WORK ITEM. Your response must be made up of each line in the data below that contains the string "Region".

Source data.
>>
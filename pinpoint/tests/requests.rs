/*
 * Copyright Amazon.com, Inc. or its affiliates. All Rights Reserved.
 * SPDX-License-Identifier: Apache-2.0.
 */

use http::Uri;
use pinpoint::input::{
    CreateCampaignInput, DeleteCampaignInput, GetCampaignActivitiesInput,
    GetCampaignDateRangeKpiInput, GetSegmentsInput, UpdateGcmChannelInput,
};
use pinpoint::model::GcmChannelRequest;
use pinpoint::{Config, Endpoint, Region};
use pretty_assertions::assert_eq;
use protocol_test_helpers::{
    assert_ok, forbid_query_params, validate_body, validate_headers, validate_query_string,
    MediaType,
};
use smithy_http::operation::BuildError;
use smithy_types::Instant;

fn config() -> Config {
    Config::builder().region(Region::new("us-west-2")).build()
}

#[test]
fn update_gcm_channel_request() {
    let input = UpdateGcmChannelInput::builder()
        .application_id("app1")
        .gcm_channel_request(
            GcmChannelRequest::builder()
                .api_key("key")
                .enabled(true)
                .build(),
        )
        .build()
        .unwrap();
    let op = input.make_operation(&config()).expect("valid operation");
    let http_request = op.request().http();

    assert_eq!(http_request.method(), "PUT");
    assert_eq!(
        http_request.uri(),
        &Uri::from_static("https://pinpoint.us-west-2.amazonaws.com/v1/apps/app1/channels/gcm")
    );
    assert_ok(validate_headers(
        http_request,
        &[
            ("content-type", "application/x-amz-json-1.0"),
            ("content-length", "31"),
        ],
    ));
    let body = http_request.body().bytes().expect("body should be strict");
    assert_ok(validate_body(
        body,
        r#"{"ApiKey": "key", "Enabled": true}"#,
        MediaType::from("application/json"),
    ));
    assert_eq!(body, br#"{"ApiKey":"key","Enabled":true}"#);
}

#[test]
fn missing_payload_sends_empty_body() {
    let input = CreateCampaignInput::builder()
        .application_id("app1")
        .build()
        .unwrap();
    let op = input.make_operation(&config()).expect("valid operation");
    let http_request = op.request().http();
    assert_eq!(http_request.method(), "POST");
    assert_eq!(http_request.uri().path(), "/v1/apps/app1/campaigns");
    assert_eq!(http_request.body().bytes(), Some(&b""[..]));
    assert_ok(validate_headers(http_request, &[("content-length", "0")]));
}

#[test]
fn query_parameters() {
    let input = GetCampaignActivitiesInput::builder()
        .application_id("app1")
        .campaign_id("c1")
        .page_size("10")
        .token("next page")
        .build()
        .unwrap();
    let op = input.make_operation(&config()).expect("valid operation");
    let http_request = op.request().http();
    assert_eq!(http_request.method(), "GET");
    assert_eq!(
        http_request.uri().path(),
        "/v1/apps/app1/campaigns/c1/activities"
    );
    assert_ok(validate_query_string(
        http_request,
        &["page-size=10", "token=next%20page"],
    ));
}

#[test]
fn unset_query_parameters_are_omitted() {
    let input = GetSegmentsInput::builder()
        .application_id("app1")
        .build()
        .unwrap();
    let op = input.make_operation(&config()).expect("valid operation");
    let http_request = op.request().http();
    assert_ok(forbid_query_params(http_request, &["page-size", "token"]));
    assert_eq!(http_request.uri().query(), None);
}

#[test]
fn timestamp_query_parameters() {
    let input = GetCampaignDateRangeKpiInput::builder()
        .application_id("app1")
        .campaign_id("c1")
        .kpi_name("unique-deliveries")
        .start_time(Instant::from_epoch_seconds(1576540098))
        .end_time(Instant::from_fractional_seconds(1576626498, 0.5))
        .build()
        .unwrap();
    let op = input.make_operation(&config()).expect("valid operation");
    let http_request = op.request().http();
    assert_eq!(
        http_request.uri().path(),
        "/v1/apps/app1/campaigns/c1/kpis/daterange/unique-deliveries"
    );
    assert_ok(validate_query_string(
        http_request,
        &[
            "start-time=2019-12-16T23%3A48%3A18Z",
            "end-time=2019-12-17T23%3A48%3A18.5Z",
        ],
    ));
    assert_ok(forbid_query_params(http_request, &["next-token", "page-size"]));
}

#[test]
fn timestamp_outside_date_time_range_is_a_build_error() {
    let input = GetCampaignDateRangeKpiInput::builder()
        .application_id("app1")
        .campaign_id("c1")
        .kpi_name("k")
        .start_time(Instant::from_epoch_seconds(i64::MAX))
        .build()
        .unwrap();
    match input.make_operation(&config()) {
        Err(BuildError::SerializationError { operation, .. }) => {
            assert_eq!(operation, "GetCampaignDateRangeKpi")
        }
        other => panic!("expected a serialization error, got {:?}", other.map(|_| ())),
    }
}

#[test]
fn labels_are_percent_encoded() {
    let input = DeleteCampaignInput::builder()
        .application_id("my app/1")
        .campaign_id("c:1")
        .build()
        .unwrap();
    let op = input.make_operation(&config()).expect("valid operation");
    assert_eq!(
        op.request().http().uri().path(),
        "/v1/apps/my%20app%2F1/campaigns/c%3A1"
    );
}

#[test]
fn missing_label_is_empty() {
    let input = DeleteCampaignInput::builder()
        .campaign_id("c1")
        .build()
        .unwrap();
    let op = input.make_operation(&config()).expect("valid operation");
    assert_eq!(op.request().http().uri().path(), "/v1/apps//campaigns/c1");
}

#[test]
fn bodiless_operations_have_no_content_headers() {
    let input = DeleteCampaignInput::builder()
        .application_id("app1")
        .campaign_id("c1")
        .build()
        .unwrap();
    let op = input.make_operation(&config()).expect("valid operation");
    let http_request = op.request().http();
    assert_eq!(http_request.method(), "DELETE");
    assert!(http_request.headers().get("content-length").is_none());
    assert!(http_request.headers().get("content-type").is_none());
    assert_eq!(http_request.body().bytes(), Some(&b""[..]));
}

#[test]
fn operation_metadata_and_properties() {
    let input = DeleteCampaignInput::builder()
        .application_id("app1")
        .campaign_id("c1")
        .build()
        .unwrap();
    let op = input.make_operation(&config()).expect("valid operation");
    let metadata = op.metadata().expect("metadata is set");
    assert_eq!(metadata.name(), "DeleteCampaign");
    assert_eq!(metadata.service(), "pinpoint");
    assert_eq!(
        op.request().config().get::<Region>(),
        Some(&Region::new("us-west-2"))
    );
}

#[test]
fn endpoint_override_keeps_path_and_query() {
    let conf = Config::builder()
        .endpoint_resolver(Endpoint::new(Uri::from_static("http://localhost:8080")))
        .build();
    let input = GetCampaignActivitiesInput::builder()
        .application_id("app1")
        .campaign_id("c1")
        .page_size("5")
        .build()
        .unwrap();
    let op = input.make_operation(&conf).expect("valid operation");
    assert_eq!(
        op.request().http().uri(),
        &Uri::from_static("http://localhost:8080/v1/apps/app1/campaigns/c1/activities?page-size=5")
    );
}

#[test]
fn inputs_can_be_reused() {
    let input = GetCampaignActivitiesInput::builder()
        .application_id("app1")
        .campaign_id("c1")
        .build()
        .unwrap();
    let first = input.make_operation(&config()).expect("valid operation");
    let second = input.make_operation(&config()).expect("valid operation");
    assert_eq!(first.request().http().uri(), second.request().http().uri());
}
<<
>>
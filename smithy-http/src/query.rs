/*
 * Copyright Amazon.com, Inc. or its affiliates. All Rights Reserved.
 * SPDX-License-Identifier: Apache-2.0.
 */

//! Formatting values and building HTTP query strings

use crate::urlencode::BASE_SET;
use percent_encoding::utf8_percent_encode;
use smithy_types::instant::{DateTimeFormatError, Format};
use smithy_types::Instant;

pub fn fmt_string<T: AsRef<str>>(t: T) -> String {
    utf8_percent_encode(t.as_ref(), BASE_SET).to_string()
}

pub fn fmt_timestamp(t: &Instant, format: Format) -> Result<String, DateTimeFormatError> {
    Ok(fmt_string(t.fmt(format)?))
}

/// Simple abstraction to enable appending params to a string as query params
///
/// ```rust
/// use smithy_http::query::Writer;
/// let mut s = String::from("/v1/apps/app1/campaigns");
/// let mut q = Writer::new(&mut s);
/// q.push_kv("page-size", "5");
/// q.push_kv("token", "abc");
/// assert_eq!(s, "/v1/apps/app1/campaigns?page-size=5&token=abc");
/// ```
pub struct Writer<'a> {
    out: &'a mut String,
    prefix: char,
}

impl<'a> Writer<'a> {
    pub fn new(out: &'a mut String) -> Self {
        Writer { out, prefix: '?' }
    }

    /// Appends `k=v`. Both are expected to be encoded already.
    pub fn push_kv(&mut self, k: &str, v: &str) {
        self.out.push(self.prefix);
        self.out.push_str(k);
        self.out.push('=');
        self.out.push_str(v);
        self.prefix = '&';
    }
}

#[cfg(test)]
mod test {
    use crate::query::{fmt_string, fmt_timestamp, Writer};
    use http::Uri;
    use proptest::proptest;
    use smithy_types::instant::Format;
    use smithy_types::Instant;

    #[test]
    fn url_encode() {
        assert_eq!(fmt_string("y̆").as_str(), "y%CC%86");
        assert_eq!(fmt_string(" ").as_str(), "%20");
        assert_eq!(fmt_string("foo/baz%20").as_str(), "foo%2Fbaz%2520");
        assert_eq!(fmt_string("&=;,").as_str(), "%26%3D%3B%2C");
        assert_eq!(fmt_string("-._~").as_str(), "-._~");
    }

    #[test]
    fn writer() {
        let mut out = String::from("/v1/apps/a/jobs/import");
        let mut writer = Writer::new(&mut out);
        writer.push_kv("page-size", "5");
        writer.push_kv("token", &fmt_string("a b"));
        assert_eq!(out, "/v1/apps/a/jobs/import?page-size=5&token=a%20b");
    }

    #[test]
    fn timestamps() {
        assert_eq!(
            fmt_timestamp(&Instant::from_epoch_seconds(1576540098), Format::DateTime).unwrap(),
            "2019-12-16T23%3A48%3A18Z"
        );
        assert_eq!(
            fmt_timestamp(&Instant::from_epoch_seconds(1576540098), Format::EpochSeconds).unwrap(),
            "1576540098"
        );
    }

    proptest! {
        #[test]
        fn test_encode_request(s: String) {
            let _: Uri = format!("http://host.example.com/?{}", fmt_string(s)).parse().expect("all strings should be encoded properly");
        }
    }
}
<<
>>
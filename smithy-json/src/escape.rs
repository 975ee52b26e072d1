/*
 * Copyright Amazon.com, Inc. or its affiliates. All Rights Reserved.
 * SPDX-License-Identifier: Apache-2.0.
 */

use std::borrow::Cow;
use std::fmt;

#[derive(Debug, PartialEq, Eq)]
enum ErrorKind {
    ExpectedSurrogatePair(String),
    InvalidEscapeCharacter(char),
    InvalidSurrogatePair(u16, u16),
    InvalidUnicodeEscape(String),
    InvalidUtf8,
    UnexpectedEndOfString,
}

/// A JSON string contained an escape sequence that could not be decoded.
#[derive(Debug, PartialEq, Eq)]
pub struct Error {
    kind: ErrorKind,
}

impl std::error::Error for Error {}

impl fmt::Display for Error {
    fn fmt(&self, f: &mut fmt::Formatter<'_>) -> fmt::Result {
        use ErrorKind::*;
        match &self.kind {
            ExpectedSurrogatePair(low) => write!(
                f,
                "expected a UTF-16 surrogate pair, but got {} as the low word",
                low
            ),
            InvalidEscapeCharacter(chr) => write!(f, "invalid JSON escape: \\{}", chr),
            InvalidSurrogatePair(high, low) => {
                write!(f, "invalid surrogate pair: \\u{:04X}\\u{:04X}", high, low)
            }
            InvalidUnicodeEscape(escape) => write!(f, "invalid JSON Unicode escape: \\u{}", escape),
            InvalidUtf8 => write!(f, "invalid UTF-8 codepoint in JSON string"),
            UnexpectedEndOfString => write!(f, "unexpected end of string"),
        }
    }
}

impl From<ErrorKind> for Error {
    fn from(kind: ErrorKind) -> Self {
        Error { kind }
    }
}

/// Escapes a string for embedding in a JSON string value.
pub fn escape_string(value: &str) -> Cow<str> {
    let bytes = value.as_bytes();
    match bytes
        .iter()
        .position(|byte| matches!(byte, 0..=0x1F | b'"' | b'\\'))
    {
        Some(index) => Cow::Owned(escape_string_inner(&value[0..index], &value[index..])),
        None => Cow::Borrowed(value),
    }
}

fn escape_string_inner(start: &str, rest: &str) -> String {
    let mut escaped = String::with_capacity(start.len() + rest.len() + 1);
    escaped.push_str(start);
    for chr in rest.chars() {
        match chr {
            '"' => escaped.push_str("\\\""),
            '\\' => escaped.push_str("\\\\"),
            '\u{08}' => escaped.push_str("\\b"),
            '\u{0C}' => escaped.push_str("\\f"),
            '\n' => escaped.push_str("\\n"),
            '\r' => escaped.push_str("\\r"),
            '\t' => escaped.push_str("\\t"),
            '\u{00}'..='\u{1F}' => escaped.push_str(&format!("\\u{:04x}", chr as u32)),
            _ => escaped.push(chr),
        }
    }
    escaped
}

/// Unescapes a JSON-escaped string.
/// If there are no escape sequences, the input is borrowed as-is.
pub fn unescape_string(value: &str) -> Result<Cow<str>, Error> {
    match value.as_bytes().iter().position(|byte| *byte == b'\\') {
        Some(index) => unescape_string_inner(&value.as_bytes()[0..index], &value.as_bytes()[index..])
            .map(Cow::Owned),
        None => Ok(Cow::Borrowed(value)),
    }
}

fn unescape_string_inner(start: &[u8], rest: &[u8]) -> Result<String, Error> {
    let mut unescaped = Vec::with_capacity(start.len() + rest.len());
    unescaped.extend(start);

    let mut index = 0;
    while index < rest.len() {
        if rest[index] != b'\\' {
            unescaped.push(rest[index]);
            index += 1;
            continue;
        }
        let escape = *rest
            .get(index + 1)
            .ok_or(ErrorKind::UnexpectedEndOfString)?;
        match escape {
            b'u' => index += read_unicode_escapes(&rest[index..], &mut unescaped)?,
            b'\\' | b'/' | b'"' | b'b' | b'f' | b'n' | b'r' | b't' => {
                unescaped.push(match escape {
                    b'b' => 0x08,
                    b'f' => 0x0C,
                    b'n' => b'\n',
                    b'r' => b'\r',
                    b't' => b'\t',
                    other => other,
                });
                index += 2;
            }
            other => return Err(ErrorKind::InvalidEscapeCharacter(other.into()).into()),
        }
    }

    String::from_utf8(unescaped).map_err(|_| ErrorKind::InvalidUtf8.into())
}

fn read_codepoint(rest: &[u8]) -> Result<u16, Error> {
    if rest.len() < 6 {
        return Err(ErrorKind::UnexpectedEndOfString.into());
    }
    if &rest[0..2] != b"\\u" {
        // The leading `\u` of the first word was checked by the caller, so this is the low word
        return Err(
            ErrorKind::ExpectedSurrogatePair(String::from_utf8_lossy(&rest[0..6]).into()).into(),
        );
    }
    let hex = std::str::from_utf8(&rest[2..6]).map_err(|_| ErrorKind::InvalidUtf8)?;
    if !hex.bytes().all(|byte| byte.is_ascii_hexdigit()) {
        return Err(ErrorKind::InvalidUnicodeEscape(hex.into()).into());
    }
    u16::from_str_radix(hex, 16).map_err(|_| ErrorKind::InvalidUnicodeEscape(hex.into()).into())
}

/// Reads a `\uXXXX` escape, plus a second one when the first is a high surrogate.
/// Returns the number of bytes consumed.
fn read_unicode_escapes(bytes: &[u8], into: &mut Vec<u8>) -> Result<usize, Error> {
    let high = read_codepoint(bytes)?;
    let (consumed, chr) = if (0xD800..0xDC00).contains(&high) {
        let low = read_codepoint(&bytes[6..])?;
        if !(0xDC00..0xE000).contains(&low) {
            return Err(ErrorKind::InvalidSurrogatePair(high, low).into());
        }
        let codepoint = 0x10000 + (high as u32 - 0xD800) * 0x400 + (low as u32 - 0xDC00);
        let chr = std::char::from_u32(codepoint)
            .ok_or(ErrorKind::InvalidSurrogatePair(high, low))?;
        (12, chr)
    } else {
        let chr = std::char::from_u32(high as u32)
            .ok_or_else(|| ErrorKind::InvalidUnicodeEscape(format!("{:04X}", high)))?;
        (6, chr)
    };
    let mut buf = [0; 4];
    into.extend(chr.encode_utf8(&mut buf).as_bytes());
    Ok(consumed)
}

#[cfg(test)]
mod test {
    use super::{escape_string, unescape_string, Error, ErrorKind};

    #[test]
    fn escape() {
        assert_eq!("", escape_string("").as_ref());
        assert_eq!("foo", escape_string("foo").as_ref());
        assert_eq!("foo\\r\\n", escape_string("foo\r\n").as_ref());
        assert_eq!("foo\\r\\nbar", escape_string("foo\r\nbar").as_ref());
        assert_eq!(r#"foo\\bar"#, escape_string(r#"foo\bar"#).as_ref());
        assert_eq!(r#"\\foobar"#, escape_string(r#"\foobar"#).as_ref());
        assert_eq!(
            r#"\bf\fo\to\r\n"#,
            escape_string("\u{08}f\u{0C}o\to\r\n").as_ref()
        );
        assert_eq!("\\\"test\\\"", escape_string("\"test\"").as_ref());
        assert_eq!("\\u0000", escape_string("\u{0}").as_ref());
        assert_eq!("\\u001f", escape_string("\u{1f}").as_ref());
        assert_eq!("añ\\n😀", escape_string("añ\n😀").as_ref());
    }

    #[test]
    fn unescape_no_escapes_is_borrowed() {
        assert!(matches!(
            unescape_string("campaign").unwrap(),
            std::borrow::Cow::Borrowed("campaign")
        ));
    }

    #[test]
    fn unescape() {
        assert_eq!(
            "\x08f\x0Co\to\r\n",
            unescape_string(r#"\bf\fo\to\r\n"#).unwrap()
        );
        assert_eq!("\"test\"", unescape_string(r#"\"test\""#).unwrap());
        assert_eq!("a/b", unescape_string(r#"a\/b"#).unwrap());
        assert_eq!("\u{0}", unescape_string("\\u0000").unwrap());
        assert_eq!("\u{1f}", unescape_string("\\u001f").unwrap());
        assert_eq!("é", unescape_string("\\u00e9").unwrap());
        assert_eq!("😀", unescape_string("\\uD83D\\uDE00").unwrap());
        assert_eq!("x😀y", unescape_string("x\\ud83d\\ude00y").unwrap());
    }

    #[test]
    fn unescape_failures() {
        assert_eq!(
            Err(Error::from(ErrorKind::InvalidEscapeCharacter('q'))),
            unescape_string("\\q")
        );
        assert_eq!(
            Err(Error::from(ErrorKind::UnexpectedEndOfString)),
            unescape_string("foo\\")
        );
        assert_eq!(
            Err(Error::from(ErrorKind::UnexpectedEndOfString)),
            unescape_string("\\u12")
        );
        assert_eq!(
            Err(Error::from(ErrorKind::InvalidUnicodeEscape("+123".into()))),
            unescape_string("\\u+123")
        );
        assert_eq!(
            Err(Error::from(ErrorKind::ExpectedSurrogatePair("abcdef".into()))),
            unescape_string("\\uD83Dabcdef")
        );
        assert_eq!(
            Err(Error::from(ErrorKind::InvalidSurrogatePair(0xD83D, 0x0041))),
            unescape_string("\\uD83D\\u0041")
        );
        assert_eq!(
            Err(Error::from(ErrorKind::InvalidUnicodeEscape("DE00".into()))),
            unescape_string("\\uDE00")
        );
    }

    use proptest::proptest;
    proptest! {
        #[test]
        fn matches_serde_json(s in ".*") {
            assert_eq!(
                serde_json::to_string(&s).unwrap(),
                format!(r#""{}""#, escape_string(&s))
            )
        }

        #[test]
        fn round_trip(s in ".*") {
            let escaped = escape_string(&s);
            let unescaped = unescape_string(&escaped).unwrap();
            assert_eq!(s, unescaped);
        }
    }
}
<<
RESULT BELOW.
use pinpoint::{Config, Endpoint, Region};
    Config::builder().region(Region::new("us-west-2")).build()
        op.request().config().get::<Region>(),
        Some(&Region::new("us-west-2"))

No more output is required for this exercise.